Talk to a Cattle Rancher About Food
Ah, you want to know how we get the food we eat? Ok, then. Just keep listening.
The Hunting of Animals was common in Pre-Dynastic Egypt. They would hunt for Wild Cattle, Hartebeest, Deer, Hares, Dorcas gazelles, Addax and Oryx antelope, Jackals and desert cats.
I hear that Wild Cattle were fairly easy to hunt. They lived in the Nile Valley. In the dry seasons the cattle would congregate themselves around the few sources of water and food, making it very easy for the Hunters, because they could kill a large number of cattle without going hardly anywhere!

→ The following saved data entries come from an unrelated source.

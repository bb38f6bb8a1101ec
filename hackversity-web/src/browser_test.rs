//! Browser tests for the DOM adapters
//!
//! Run with `wasm-pack test --headless --firefox hackversity-web`.

#[cfg(test)]
mod tests {
    use gloo_timers::future::TimeoutFuture;
    use shared::models::{ConversationId, MessageRole};
    use std::cell::Cell;
    use std::rc::Rc;
    use wasm_bindgen::JsCast;
    use wasm_bindgen_test::{wasm_bindgen_test, wasm_bindgen_test_configure};
    use web_sys::{
        Document, Element, HtmlElement, HtmlInputElement, KeyboardEvent, KeyboardEventInit,
    };
    use yew::Callback;

    use crate::bootstrap::{Listeners, wire_escape};
    use crate::components::{Bubble, DialogHandle};
    use crate::config::PageIds;
    use crate::conversations::Confirmer;
    use crate::csrf::CsrfSources;
    use crate::view::{ChatView, DomChatView};

    wasm_bindgen_test_configure!(run_in_browser);

    fn document() -> Document {
        web_sys::window().unwrap().document().unwrap()
    }

    fn fixture(markup: &str) -> Element {
        let document = document();
        let root = document.create_element("div").unwrap();
        root.set_inner_html(markup);
        document.body().unwrap().append_child(&root).unwrap();
        root
    }

    /// Tests that the hidden form field is found when nothing else is set
    #[wasm_bindgen_test]
    fn test_csrf_from_form_field() {
        let root = fixture(r#"<input type="hidden" name="csrfmiddlewaretoken" value="form-token">"#);
        let sources = CsrfSources::from_document(&document());
        assert_eq!(sources.form_field.as_deref(), Some("form-token"));
        root.remove();
    }

    /// Tests the loading state and conversation field on a template fixture
    #[wasm_bindgen_test]
    fn test_dom_view_loading_and_conversation() {
        let root = fixture(
            r#"<textarea id="messageInput">draft</textarea>
               <button id="sendButton"></button>
               <div id="loadingOverlay"></div>
               <input type="hidden" id="conversationId" value="">
               <div id="messagesContainer"></div>"#,
        );
        let document = document();
        let view = DomChatView::new(document.clone(), PageIds::default());

        view.set_loading(true);
        assert!(document.get_element_by_id("sendButton").unwrap().has_attribute("disabled"));
        assert!(
            document
                .get_element_by_id("loadingOverlay")
                .unwrap()
                .class_list()
                .contains("show")
        );

        view.set_loading(false);
        assert!(!document.get_element_by_id("messageInput").unwrap().has_attribute("disabled"));

        view.clear_input();
        view.reflect_conversation(&ConversationId::parse("42").unwrap());
        let field = document
            .get_element_by_id("conversationId")
            .unwrap()
            .dyn_into::<HtmlInputElement>()
            .unwrap();
        assert_eq!(field.value(), "42");

        view.append_bubble(&Bubble::now("hi", MessageRole::User));
        let list = document.get_element_by_id("messagesContainer").unwrap();
        assert_eq!(list.child_element_count(), 1);
        assert_eq!(list.first_element_child().unwrap().class_name(), "message user");

        root.remove();
    }

    /// Lets yew's scheduler render pending updates.
    async fn rendered() {
        TimeoutFuture::new(20).await;
    }

    struct OpenDialog {
        root: Element,
        dialog: Rc<DialogHandle>,
        confirmed: Rc<Cell<u32>>,
    }

    impl OpenDialog {
        async fn mount(id: &'static str) -> Self {
            let root = fixture("");
            let dialog = Rc::new(DialogHandle::mount(root.clone(), id));
            let confirmed = Rc::new(Cell::new(0));
            let counter = Rc::clone(&confirmed);
            dialog.request_confirmation(
                "Delete Conversation",
                "Really?",
                Callback::from(move |()| counter.set(counter.get() + 1)),
            );
            rendered().await;
            Self {
                root,
                dialog,
                confirmed,
            }
        }

        fn element(&self, selector: &str) -> HtmlElement {
            self.root
                .query_selector(selector)
                .unwrap()
                .unwrap()
                .dyn_into::<HtmlElement>()
                .unwrap()
        }

        fn is_visible(&self) -> bool {
            self.element(".confirmation-modal")
                .class_list()
                .contains("show")
        }

        async fn click(&self, selector: &str) {
            self.element(selector).click();
            rendered().await;
        }
    }

    /// Tests that only a click on the overlay itself dismisses the dialog
    #[wasm_bindgen_test]
    async fn test_dialog_backdrop_click_dismisses() {
        let open = OpenDialog::mount("backdropModal").await;
        assert!(open.is_visible());
        assert!(open.element(".confirmation-title").inner_text().contains("Delete Conversation"));

        open.click(".confirmation-content").await;
        assert!(open.is_visible());

        open.click(".confirmation-modal").await;
        assert!(!open.is_visible());
        assert_eq!(open.confirmed.get(), 0);
        open.root.remove();
    }

    /// Tests that the cancel button dismisses without confirming
    #[wasm_bindgen_test]
    async fn test_dialog_cancel_dismisses() {
        let open = OpenDialog::mount("cancelModal").await;

        open.click("#confirmationCancel").await;
        assert!(!open.is_visible());

        open.click("#confirmationConfirm").await;
        assert_eq!(open.confirmed.get(), 0);
        open.root.remove();
    }

    /// Tests that Escape anywhere on the page dismisses the dialog
    #[wasm_bindgen_test]
    async fn test_dialog_escape_dismisses() {
        let open = OpenDialog::mount("escapeModal").await;
        let mut listeners = Listeners::default();
        wire_escape(&mut listeners, &document(), &open.dialog);

        let init = KeyboardEventInit::new();
        init.set_key("Escape");
        init.set_bubbles(true);
        let escape = KeyboardEvent::new_with_keyboard_event_init_dict("keydown", &init).unwrap();
        document().dispatch_event(&escape).unwrap();
        rendered().await;

        assert!(!open.is_visible());
        assert_eq!(open.confirmed.get(), 0);
        drop(listeners);
        open.root.remove();
    }

    /// Tests that confirming hides the dialog and runs the callback once
    #[wasm_bindgen_test]
    async fn test_dialog_confirm_runs_callback_once() {
        let open = OpenDialog::mount("confirmModal").await;

        open.click("#confirmationConfirm").await;
        assert!(!open.is_visible());
        assert_eq!(open.confirmed.get(), 1);

        open.click("#confirmationConfirm").await;
        assert_eq!(open.confirmed.get(), 1);
        open.root.remove();
    }
}
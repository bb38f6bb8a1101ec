//! Request and response bodies for the chat endpoints.

pub mod chat;
pub mod conversation;

pub use chat::{MessagePayload, MessageRole, SendMessageRequest, SendMessageResponse};
pub use conversation::{
    ConversationId, DeleteConversationResponse, NewConversationRequest, NewConversationResponse,
};
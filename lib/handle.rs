//! Reference-counted handles to pooled objects.

use std::fmt;
use std::sync::Arc;

use tracing::trace;

use crate::error::RegistryError;
use crate::object::{ObjectCell, ObjectGuard, ObjectId, ObjectKind, ObjectState};
use crate::registry::Shared;

/// One counted reference to a live object.
///
/// Obtained from [`crate::Registry::create`] or [`crate::Registry::get`]. Cloning takes another
/// reference; dropping (or [`Handle::put`]) releases it. Once the last handle of a
/// destroy-pending object goes away, the object is erased and its id becomes reusable.
pub struct Handle<P> {
    pub(crate) cell: Arc<ObjectCell<P>>,
    pub(crate) shared: Arc<Shared<P>>,
}

impl<P> Handle<P> {
    pub(crate) fn new(cell: Arc<ObjectCell<P>>, shared: Arc<Shared<P>>) -> Self {
        Self { cell, shared }
    }

    /// The object's id.
    #[must_use]
    pub fn id(&self) -> ObjectId {
        self.cell.id()
    }

    /// The object's kind.
    #[must_use]
    pub fn kind(&self) -> ObjectKind {
        self.cell.kind()
    }

    /// Current number of outstanding handles, including this one.
    #[must_use]
    pub fn refcount(&self) -> usize {
        self.cell.refcount()
    }

    /// Current lock state.
    #[must_use]
    pub fn state(&self) -> ObjectState {
        self.cell.state()
    }

    /// Whether [`crate::Registry::destroy`] has been requested for this object.
    #[must_use]
    pub fn is_destroy_pending(&self) -> bool {
        self.cell.is_destroy_pending()
    }

    /// Locks the payload, blocking while another guard holds it.
    ///
    /// The registry's index lock is never held while waiting here, so lookups and reference
    /// changes on other objects proceed while the payload is held.
    ///
    /// # Errors
    ///
    /// [`RegistryError::Corrupted`] if the object is, or while waiting becomes, marked as
    /// errored.
    pub fn lock(&self) -> Result<ObjectGuard<'_, P>, RegistryError> {
        self.cell.lock()
    }

    /// Locks the payload if it is free. Returns `Ok(None)` when another guard holds it.
    ///
    /// # Errors
    ///
    /// [`RegistryError::Corrupted`] if the object is marked as errored.
    pub fn try_lock(&self) -> Result<Option<ObjectGuard<'_, P>>, RegistryError> {
        self.cell.try_lock()
    }

    /// Marks the payload as inconsistent. Irreversible for this object.
    pub fn mark_error(&self) {
        self.cell.mark_error();
    }

    /// Releases this reference.
    pub fn put(self) {
        drop(self);
    }
}

impl<P> Clone for Handle<P> {
    fn clone(&self) -> Self {
        let rc = self.cell.acquire();
        trace!(id = %self.cell.id(), rc, "cloned handle");
        Self {
            cell: Arc::clone(&self.cell),
            shared: Arc::clone(&self.shared),
        }
    }
}

impl<P> Drop for Handle<P> {
    fn drop(&mut self) {
        self.shared.release(&self.cell);
    }
}

impl<P> fmt::Debug for Handle<P> {
    fn fmt(&self, f: &mut fmt::Formatter<'_>) -> fmt::Result {
        f.debug_struct("Handle")
            .field("id", &self.cell.id())
            .field("kind", &self.cell.kind())
            .field("refcount", &self.cell.refcount())
            .finish_non_exhaustive()
    }
}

The Hunters hunted on foot and used bows, arrows, lassos and spears. They caught smaller animals in nets and traps.
After the development of Agriculture, or farming, larger animals were not hunted very often since grain was more easily accessible. Every year the Nile floods around September and lasts until December or January. The flood leaves a layer of rich Nile silt, which makes a perfect fertilized soil to grow crops in.
The people collect turtles and mussels from the river and they occasionally hunt for hippopotami and crocodiles.
Our source of protein is fish, which are very abundant after the Nile flood. The fish are caught using nets or fishhooks.
Hunters around these parts usually snare coots, geese and ducks using nets and traps. They like to hang out around the water, so they’re found easily.
We also eat wild foods, such as a variety of seeds, fruits and vegetables. We use a stick to dig up the tubers of wild nut grass, a type of sedge. It’s rich in carbohydrates. When it becomes mature, however, it contains a high level of toxins, so it must be ground and leached before we can eat it.
We very much enjoy consuming wild fruits, such as palm nuts, figs and melons.
I own a cattle ranch, where I raise cattle for food. I usually have about 15-20 cattle at my ranch at one time.
I hope you enjoyed this discussion, I did. Come back and see me again, okay?